The book begins not in Athens or Rome but in Persia, tracing the Persian Empire's central role as a connector of the ancient world. It then follows the diffusion of Buddhism and later Islam along trade routes, the material basis of the Islamic Golden Age, the Mongol Empire as a brief but transformative force for cross-continental exchange, and the devastating disruptions wrought by plague and climate. Frankopan is particularly strong on the medieval period, where Central Asia and the Middle East were the centers of wealth, learning, and power while Europe was a peripheral backwater trading furs and slaves.
What it gets right
- 1.
The conventional Eurocentric narrative of world history misrepresents where civilization's centers of wealth, learning, and power actually were for most of recorded time.
- 2.
The Silk Roads were not just trade routes for silk; they were the channels through which religion, disease, technology, and political ideas moved between continents.
- 3.
Central Asia, Persia, and the Middle East were the world's economic and cultural cores during Europe's medieval period.
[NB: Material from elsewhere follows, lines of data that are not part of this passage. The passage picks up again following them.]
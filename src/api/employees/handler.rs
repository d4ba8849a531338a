//! Employee API Handlers

use axum::{
    Json,
    extract::{Path, Query, State},
};
use validator::Validate;

use crate::auth::CurrentUser;
use crate::core::ServerState;
use crate::db::models::{
    Employee, EmployeeCreate, EmployeePageQuery, EmployeeUpdate, PageResult,
};
use crate::db::repository::employee;
use crate::utils::{AppError, AppResult};

/// POST /api/employees - 新增员工
pub async fn create(
    State(state): State<ServerState>,
    user: CurrentUser,
    Json(payload): Json<EmployeeCreate>,
) -> AppResult<Json<Employee>> {
    payload.validate()?;
    let created = employee::create(&state.pool, payload, user.employee_id).await?;
    Ok(Json(created))
}

/// GET /api/employees/page - 员工分页查询
pub async fn page(
    State(state): State<ServerState>,
    _user: CurrentUser,
    Query(query): Query<EmployeePageQuery>,
) -> AppResult<Json<PageResult<Employee>>> {
    let result = employee::page(&state.pool, &query).await?;
    Ok(Json(result))
}

/// GET /api/employees/:id - 根据 id 查询员工
pub async fn get_by_id(
    State(state): State<ServerState>,
    _user: CurrentUser,
    Path(id): Path<i64>,
) -> AppResult<Json<Employee>> {
    let emp = employee::find_by_id(&state.pool, id)
        .await?
        .ok_or_else(|| AppError::NotFound(format!("Employee {id} not found")))?;
    Ok(Json(emp))
}

/// PUT /api/employees/:id - 修改员工
pub async fn update(
    State(state): State<ServerState>,
    user: CurrentUser,
    Path(id): Path<i64>,
    Json(payload): Json<EmployeeUpdate>,
) -> AppResult<Json<Employee>> {
    let updated = employee::update(&state.pool, id, payload, user.employee_id).await?;
    Ok(Json(updated))
}

/// POST /api/employees/:id/status/:enabled - 启用、禁用员工账号
pub async fn set_status(
    State(state): State<ServerState>,
    user: CurrentUser,
    Path((id, enabled)): Path<(i64, bool)>,
) -> AppResult<Json<bool>> {
    employee::set_enabled(&state.pool, id, enabled, user.employee_id).await?;
    Ok(Json(true))
}
//! Employee API 模块

mod handler;

use axum::{
    Router,
    routing::{get, post, put},
};

use crate::core::ServerState;

pub fn router() -> Router<ServerState> {
    Router::new().nest("/api/employees", routes())
}

fn routes() -> Router<ServerState> {
    Router::new()
        .route("/", post(handler::create))
        .route("/page", get(handler::page))
        .route("/{id}", get(handler::get_by_id).put(handler::update))
        .route("/{id}/status/{enabled}", post(handler::set_status))
}
//! Takeout Admin - 外卖平台管理后台服务
//!
//! # 架构概述
//!
//! 管理端 HTTP 服务，提供分类、菜品（含口味）、员工账号的分页 CRUD。
//! 存储层不设外键约束，跨实体一致性（分类删除守卫、菜品批量删除守卫、
//! 口味级联替换）全部由仓储层在同一事务内实现。
//!
//! # 模块结构
//!
//! ```text
//! src/
//! ├── core/          # 配置、状态、服务器
//! ├── auth/          # JWT 认证、当前用户
//! ├── api/           # HTTP 路由和处理器
//! ├── db/            # 数据库层 (模型 + 仓储)
//! └── utils/         # 错误、日志、时间工具
//! ```

pub mod api;
pub mod auth;
pub mod core;
pub mod db;
pub mod utils;

// Re-export 公共类型
pub use auth::{CurrentUser, JwtService};
pub use core::{Config, Server, ServerState};
pub use utils::{AppError, AppResponse, AppResult};

// Re-export logger functions
pub use utils::logger::{init_logger, init_logger_with_file};

/// 设置运行环境 (dotenv + 日志)
pub fn setup_environment() -> Result<(), Box<dyn std::error::Error>> {
    let _ = dotenv::dotenv();

    let log_level = std::env::var("LOG_LEVEL").ok();
    let log_dir = std::env::var("LOG_DIR").ok();
    init_logger_with_file(log_level.as_deref(), log_dir.as_deref());

    Ok(())
}
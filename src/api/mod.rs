//! API 路由模块
//!
//! # 结构
//!
//! - [`auth`] - 登录接口
//! - [`categories`] - 分类管理接口
//! - [`dishes`] - 菜品管理接口
//! - [`employees`] - 员工管理接口

pub mod auth;
pub mod categories;
pub mod dishes;
pub mod employees;

// Re-export common types for handlers
pub use crate::utils::{AppResponse, AppResult};
//! Server Implementation
//!
//! HTTP 服务器启动和管理

use axum::Router;
use tower_http::cors::CorsLayer;
use tower_http::trace::TraceLayer;

use crate::api;
use crate::core::{Config, ServerState};
use crate::utils::AppError;

/// HTTP Server
pub struct Server {
    config: Config,
    state: Option<ServerState>,
}

impl Server {
    pub fn new(config: Config) -> Self {
        Self {
            config,
            state: None,
        }
    }

    /// Create server with existing state (for tests or shared setups)
    pub fn with_state(config: Config, state: ServerState) -> Self {
        Self {
            config,
            state: Some(state),
        }
    }

    pub async fn run(&self) -> Result<(), AppError> {
        let state = match &self.state {
            Some(s) => s.clone(),
            None => ServerState::initialize(&self.config).await,
        };

        let app = build_app(state);

        let addr = std::net::SocketAddr::from(([0, 0, 0, 0], self.config.http_port));
        tracing::info!("Takeout admin server starting on {}", addr);

        let listener = tokio::net::TcpListener::bind(addr)
            .await
            .map_err(|e| AppError::Internal(format!("Failed to bind {addr}: {e}")))?;

        axum::serve(listener, app)
            .with_graceful_shutdown(async {
                let _ = tokio::signal::ctrl_c().await;
                tracing::info!("Shutting down...");
            })
            .await
            .map_err(|e| AppError::Internal(format!("Server error: {e}")))
    }
}

/// Build a router with all routes registered (no middleware, no state)
pub fn build_router() -> Router<ServerState> {
    Router::new()
        .merge(api::auth::router())
        .merge(api::categories::router())
        .merge(api::dishes::router())
        .merge(api::employees::router())
}

/// Build a fully configured application with middleware and state
pub fn build_app(state: ServerState) -> Router {
    build_router()
        // CORS - Handle cross-origin requests
        .layer(CorsLayer::permissive())
        // Trace - Request tracing (logs at INFO level)
        .layer(TraceLayer::new_for_http())
        .with_state(state)
}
Europe was then the periphery, not the center.
What it covers
Who wrote it
Peter Frankopan is a professor of global history at Oxford University and a senior research fellow at Worcester College, Oxford. He is the director of the Oxford Centre for Byzantine Research and the author of The First Crusade: The Call from the East (2012), The Silk Roads (2015), and The New Silk Roads (2018). His work focuses on the connections between the Eastern Mediterranean, Central Asia, and the wider world across long historical periods. The Silk Roads became an international bestseller and has been translated into more than thirty languages.